**THE TASK**
Every record must be restated exactly as written.
INPUT MATERIAL section start
use std::sync::Arc;

use solana_sdk::pubkey::Pubkey;
use solana_sdk::signature::Keypair;
use tracing::debug;

use super::breakdown::FeeBreakdownCalculator;
use super::error::{SettlementError, SettlementResult};
use super::executor::TradeExecutor;
use super::fee_mint::FeeMintSelector;
use super::ports::{
    AccountProvisioner, ChainClient, CoinResolver, FeeEstimator, PriceOracle, QuoteAggregator,
    TradeStore,
};
use super::preparer::{PlatformFeeDefaults, PrepareRequest, PreparedSwap, SwapPreparer};
use super::quote::{QuoteAssembler, QuoteParams};
use super::reconciler::{FINALITY_THRESHOLD, StatusReconciler};
use super::types::{ListOptions, Page, Quote, Trade};

/// 组装服务所需的全部外部协作方。
#[derive(Clone)]
pub struct Collaborators {
    pub chain: Arc<dyn ChainClient>,
    pub fee_estimator: Option<Arc<dyn FeeEstimator>>,
    pub aggregator: Arc<dyn QuoteAggregator>,
    pub coins: Arc<dyn CoinResolver>,
    pub prices: Arc<dyn PriceOracle>,
    pub store: Arc<dyn TradeStore>,
    pub provisioner: Arc<dyn AccountProvisioner>,
}

#[derive(Debug, Clone)]
pub struct SettlementSettings {
    pub platform_fee_bps: u16,
    pub fee_owner: Pubkey,
    pub fallback_destination: Option<Pubkey>,
    pub finality_threshold: u64,
    pub calculator: FeeBreakdownCalculator,
}

impl SettlementSettings {
    pub fn new(platform_fee_bps: u16, fee_owner: Pubkey) -> Self {
        Self {
            platform_fee_bps,
            fee_owner,
            fallback_destination: None,
            finality_threshold: FINALITY_THRESHOLD,
            calculator: FeeBreakdownCalculator::default(),
        }
    }
}

pub struct SettlementService {
    quotes: QuoteAssembler,
    preparer: SwapPreparer,
    executor: TradeExecutor,
    reconciler: StatusReconciler,
    store: Arc<dyn TradeStore>,
}

impl SettlementService {
    pub fn new(
        collaborators: Collaborators,
        settings: SettlementSettings,
        signer: Option<Arc<Keypair>>,
    ) -> Self {
        let Collaborators {
            chain,
            fee_estimator,
            aggregator,
            coins,
            prices,
            store,
            provisioner,
        } = collaborators;

        let quotes = QuoteAssembler::new(
            aggregator.clone(),
            coins,
            prices,
            settings.platform_fee_bps,
        );
        let preparer = SwapPreparer::new(
            quotes.clone(),
            aggregator,
            FeeMintSelector::new(provisioner, settings.fee_owner, signer),
            settings.calculator,
            fee_estimator,
            store.clone(),
            PlatformFeeDefaults {
                fee_bps: settings.platform_fee_bps,
                destination: settings.fallback_destination,
            },
        );
        let executor = TradeExecutor::new(chain.clone(), store.clone());
        let reconciler = StatusReconciler::new(chain, store.clone(), settings.finality_threshold);

        Self {
            quotes,
            preparer,
            executor,
            reconciler,
            store,
        }
    }

    pub async fn get_quote(&self, params: &QuoteParams) -> SettlementResult<Quote> {
        self.quotes.get_quote(params).await
    }

    pub async fn prepare_swap(&self, request: &PrepareRequest) -> SettlementResult<PreparedSwap> {
        self.preparer.prepare(request).await
    }

    pub async fn execute_trade(
        &self,
        unsigned_transaction: &str,
        signed_transaction: &str,
    ) -> SettlementResult<Trade> {
        self.executor
            .execute(unsigned_transaction, signed_transaction)
            .await
    }

    pub async fn reconcile(&self, transaction_hash: &str) -> SettlementResult<Trade> {
        self.reconciler.reconcile(transaction_hash).await
    }

    pub async fn get_trade(&self, id: &str) -> SettlementResult<Trade> {
        let id = id.trim();
        if id.is_empty() {
            return Err(SettlementError::validation("trade id 不能为空"));
        }
        self.store
            .get(id)
            .await?
            .ok_or_else(|| SettlementError::not_found(format!("交易记录 {id}")))
    }

    pub async fn list_trades(&self, options: &ListOptions) -> SettlementResult<Page<Trade>> {
        let page = self.store.list(options).await?;
        debug!(
            target: "settlement::service",
            total = page.total,
            returned = page.items.len(),
            offset = options.offset,
            limit = options.effective_limit(),
            "查询交易列表"
        );
        Ok(page)
    }
}
use std::path::PathBuf;

use clap::{Args, Parser, Subcommand};
use swap_settler::settlement::{SwapMode, TradeStatus};

#[derive(Parser, Debug)]
#[command(name = "swap-settler", version, about = "Solana swap 结算服务")]
pub struct Cli {
    #[arg(
        short,
        long,
        value_name = "FILE",
        help = "配置文件路径（默认查找 swap-settler.toml 或 config/swap-settler.toml）"
    )]
    pub config: Option<PathBuf>,

    #[command(subcommand)]
    pub command: Command,
}

#[derive(Subcommand, Debug)]
pub enum Command {
    /// 查询报价（不落库）
    Quote(QuoteCmd),
    /// 准备待签名交易并记录 prepared 交易
    Prepare(PrepareCmd),
    /// 提交用户签名后的交易
    Execute(ExecuteCmd),
    /// 根据链上状态同步交易记录
    Reconcile(ReconcileCmd),
    /// 查询交易记录
    #[command(subcommand)]
    Trades(TradesCmd),
    /// 初始化配置模版文件
    Init(InitCmd),
}

#[derive(Args, Debug)]
pub struct PairArgs {
    #[arg(long, help = "输入代币的 Mint 地址（原生 SOL 可用 1111...1111）")]
    pub from: String,
    #[arg(long, help = "输出代币的 Mint 地址")]
    pub to: String,
    #[arg(long, help = "最小单位数量")]
    pub amount: String,
    #[arg(long, default_value_t = 50u32, help = "滑点（bps）")]
    pub slippage_bps: u32,
    #[arg(long, default_value_t = SwapMode::ExactIn, help = "ExactIn 或 ExactOut")]
    pub swap_mode: SwapMode,
}

#[derive(Args, Debug)]
pub struct QuoteCmd {
    #[command(flatten)]
    pub pair: PairArgs,
}

#[derive(Args, Debug)]
pub struct PrepareCmd {
    #[arg(long, help = "发起 swap 的用户钱包地址")]
    pub user: String,
    #[command(flatten)]
    pub pair: PairArgs,
}

#[derive(Args, Debug)]
pub struct ExecuteCmd {
    #[arg(long, help = "prepare 返回的待签名交易（base64）")]
    pub unsigned: String,
    #[arg(long, help = "用户签名后的交易（base64）")]
    pub signed: String,
}

#[derive(Args, Debug)]
pub struct ReconcileCmd {
    #[arg(long, help = "交易签名")]
    pub hash: String,
}

#[derive(Subcommand, Debug)]
pub enum TradesCmd {
    /// 按创建时间倒序列出交易
    List {
        #[arg(long, help = "按用户地址过滤")]
        user: Option<String>,
        #[arg(long, help = "按状态过滤")]
        status: Option<TradeStatus>,
        #[arg(long, default_value_t = 0usize)]
        offset: usize,
        #[arg(long, default_value_t = 20usize, help = "每页条数（1-100）")]
        limit: usize,
    },
    /// 按 id 查询单笔交易
    Get {
        #[arg(long)]
        id: String,
    },
}

#[derive(Args, Debug)]
pub struct InitCmd {
    #[arg(long, value_name = "DIR", help = "可选输出目录（默认当前目录）")]
    pub output: Option<PathBuf>,
    #[arg(long, help = "若文件存在则覆盖")]
    pub force: bool,
}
INPUT MATERIAL section end
**EXERCISE RESPONSE**
use std::sync::Arc;

use solana_sdk::pubkey::Pubkey;
use solana_sdk::signature::Keypair;
use tracing::debug;

use super::breakdown::FeeBreakdownCalculator;
use super::error::{SettlementError, SettlementResult};
use super::executor::TradeExecutor;
use super::fee_mint::FeeMintSelector;
use super::ports::{
    AccountProvisioner, ChainClient, CoinResolver, FeeEstimator, PriceOracle, QuoteAggregator,
    TradeStore,
};
use super::preparer::{PlatformFeeDefaults, PrepareRequest, PreparedSwap, SwapPreparer};
use super::quote::{QuoteAssembler, QuoteParams};
use super::reconciler::{FINALITY_THRESHOLD, StatusReconciler};
use super::types::{ListOptions, Page, Quote, Trade};

/// 组装服务所需的全部外部协作方。
#[derive(Clone)]
pub struct Collaborators {
    pub chain: Arc<dyn ChainClient>,
    pub fee_estimator: Option<Arc<dyn FeeEstimator>>,
    pub aggregator: Arc<dyn QuoteAggregator>,
    pub coins: Arc<dyn CoinResolver>,
    pub prices: Arc<dyn PriceOracle>,
    pub store: Arc<dyn TradeStore>,
    pub provisioner: Arc<dyn AccountProvisioner>,
}

#[derive(Debug, Clone)]
pub struct SettlementSettings {
    pub platform_fee_bps: u16,
    pub fee_owner: Pubkey,
    pub fallback_destination: Option<Pubkey>,
    pub finality_threshold: u64,
    pub calculator: FeeBreakdownCalculator,
}

impl SettlementSettings {
    pub fn new(platform_fee_bps: u16, fee_owner: Pubkey) -> Self {
        Self {
            platform_fee_bps,
            fee_owner,
            fallback_destination: None,
            finality_threshold: FINALITY_THRESHOLD,
            calculator: FeeBreakdownCalculator::default(),
        }
    }
}

pub struct SettlementService {
    quotes: QuoteAssembler,
    preparer: SwapPreparer,
    executor: TradeExecutor,
    reconciler: StatusReconciler,
    store: Arc<dyn TradeStore>,
}

impl SettlementService {
    pub fn new(
        collaborators: Collaborators,
        settings: SettlementSettings,
        signer: Option<Arc<Keypair>>,
    ) -> Self {
        let Collaborators {
            chain,
            fee_estimator,
            aggregator,
            coins,
            prices,
            store,
            provisioner,
        } = collaborators;

        let quotes = QuoteAssembler::new(
            aggregator.clone(),
            coins,
            prices,
            settings.platform_fee_bps,
        );
        let preparer = SwapPreparer::new(
            quotes.clone(),
            aggregator,
            FeeMintSelector::new(provisioner, settings.fee_owner, signer),
            settings.calculator,
            fee_estimator,
            store.clone(),
            PlatformFeeDefaults {
                fee_bps: settings.platform_fee_bps,
                destination: settings.fallback_destination,
            },
        );
        let executor = TradeExecutor::new(chain.clone(), store.clone());
        let reconciler = StatusReconciler::new(chain, store.clone(), settings.finality_threshold);

        Self {
            quotes,
            preparer,
            executor,
            reconciler,
            store,
        }
    }

    pub async fn get_quote(&self, params: &QuoteParams) -> SettlementResult<Quote> {
        self.quotes.get_quote(params).await
    }

    pub async fn prepare_swap(&self, request: &PrepareRequest) -> SettlementResult<PreparedSwap> {
        self.preparer.prepare(request).await
    }

    pub async fn execute_trade(
        &self,
        unsigned_transaction: &str,
        signed_transaction: &str,
    ) -> SettlementResult<Trade> {
        self.executor
            .execute(unsigned_transaction, signed_transaction)
            .await
    }

    pub async fn reconcile(&self, transaction_hash: &str) -> SettlementResult<Trade> {
        self.reconciler.reconcile(transaction_hash).await
    }

    pub async fn get_trade(&self, id: &str) -> SettlementResult<Trade> {
        let id = id.trim();
        if id.is_empty() {
            return Err(SettlementError::validation("trade id 不能为空"));
        }
        self.store
            .get(id)
            .await?
            .ok_or_else(|| SettlementError::not_found(format!("交易记录 {id}")))
    }

    pub async fn list_trades(&self, options: &ListOptions) -> SettlementResult<Page<Trade>> {
        let page = self.store.list(options).await?;
        debug!(
            target: "settlement::service",
            total = page.total,
            returned = page.items.len(),
            offset = options.offset,
            limit = options.effective_limit(),
            "查询交易列表"
        );
        Ok(page)
    }
}
use std::path::PathBuf;

use clap::{Args, Parser, Subcommand};
use swap_settler::settlement::{SwapMode, TradeStatus};

#[derive(Parser, Debug)]
#[command(name = "swap-settler", version, about = "Solana swap 结算服务")]
pub struct Cli {
    #[arg(
        short,
        long,
        value_name = "FILE",
        help = "配置文件路径（默认查找 swap-settler.toml 或 config/swap-settler.toml）"
    )]
    pub config: Option<PathBuf>,

    #[command(subcommand)]
    pub command: Command,
}

#[derive(Subcommand, Debug)]
pub enum Command {
    /// 查询报价（不落库）
    Quote(QuoteCmd),
    /// 准备待签名交易并记录 prepared 交易
    Prepare(PrepareCmd),
    /// 提交用户签名后的交易
    Execute(ExecuteCmd),
    /// 根据链上状态同步交易记录
    Reconcile(ReconcileCmd),
    /// 查询交易记录
    #[command(subcommand)]
    Trades(TradesCmd),
    /// 初始化配置模版文件
    Init(InitCmd),
}

#[derive(Args, Debug)]
pub struct PairArgs {
    #[arg(long, help = "输入代币的 Mint 地址（原生 SOL 可用 1111...1111）")]
    pub from: String,
    #[arg(long, help = "输出代币的 Mint 地址")]
    pub to: String,
    #[arg(long, help = "最小单位数量")]
    pub amount: String,
    #[arg(long, default_value_t = 50u32, help = "滑点（bps）")]
    pub slippage_bps: u32,
    #[arg(long, default_value_t = SwapMode::ExactIn, help = "ExactIn 或 ExactOut")]
    pub swap_mode: SwapMode,
}

#[derive(Args, Debug)]
pub struct QuoteCmd {
    #[command(flatten)]
    pub pair: PairArgs,
}

#[derive(Args, Debug)]
pub struct PrepareCmd {
    #[arg(long, help = "发起 swap 的用户钱包地址")]
    pub user: String,
    #[command(flatten)]
    pub pair: PairArgs,
}

#[derive(Args, Debug)]
pub struct ExecuteCmd {
    #[arg(long, help = "prepare 返回的待签名交易（base64）")]
    pub unsigned: String,
    #[arg(long, help = "用户签名后的交易（base64）")]
    pub signed: String,
}

#[derive(Args, Debug)]
pub struct ReconcileCmd {
    #[arg(long, help = "交易签名")]
    pub hash: String,
}

#[derive(Subcommand, Debug)]
pub enum TradesCmd {
    /// 按创建时间倒序列出交易
    List {
        #[arg(long, help = "按用户地址过滤")]
        user: Option<String>,
        #[arg(long, help = "按状态过滤")]
        status: Option<TradeStatus>,
        #[arg(long, default_value_t = 0usize)]
        offset: usize,
        #[arg(long, default_value_t = 20usize, help = "每页条数（1-100）")]
        limit: usize,
    },
    /// 按 id 查询单笔交易
    Get {
        #[arg(long)]
        id: String,
    },
}

#[derive(Args, Debug)]
pub struct InitCmd {
    #[arg(long, value_name = "DIR", help = "可选输出目录（默认当前目录）")]
    pub output: Option<PathBuf>,
    #[arg(long, help = "若文件存在则覆盖")]
    pub force: bool,
}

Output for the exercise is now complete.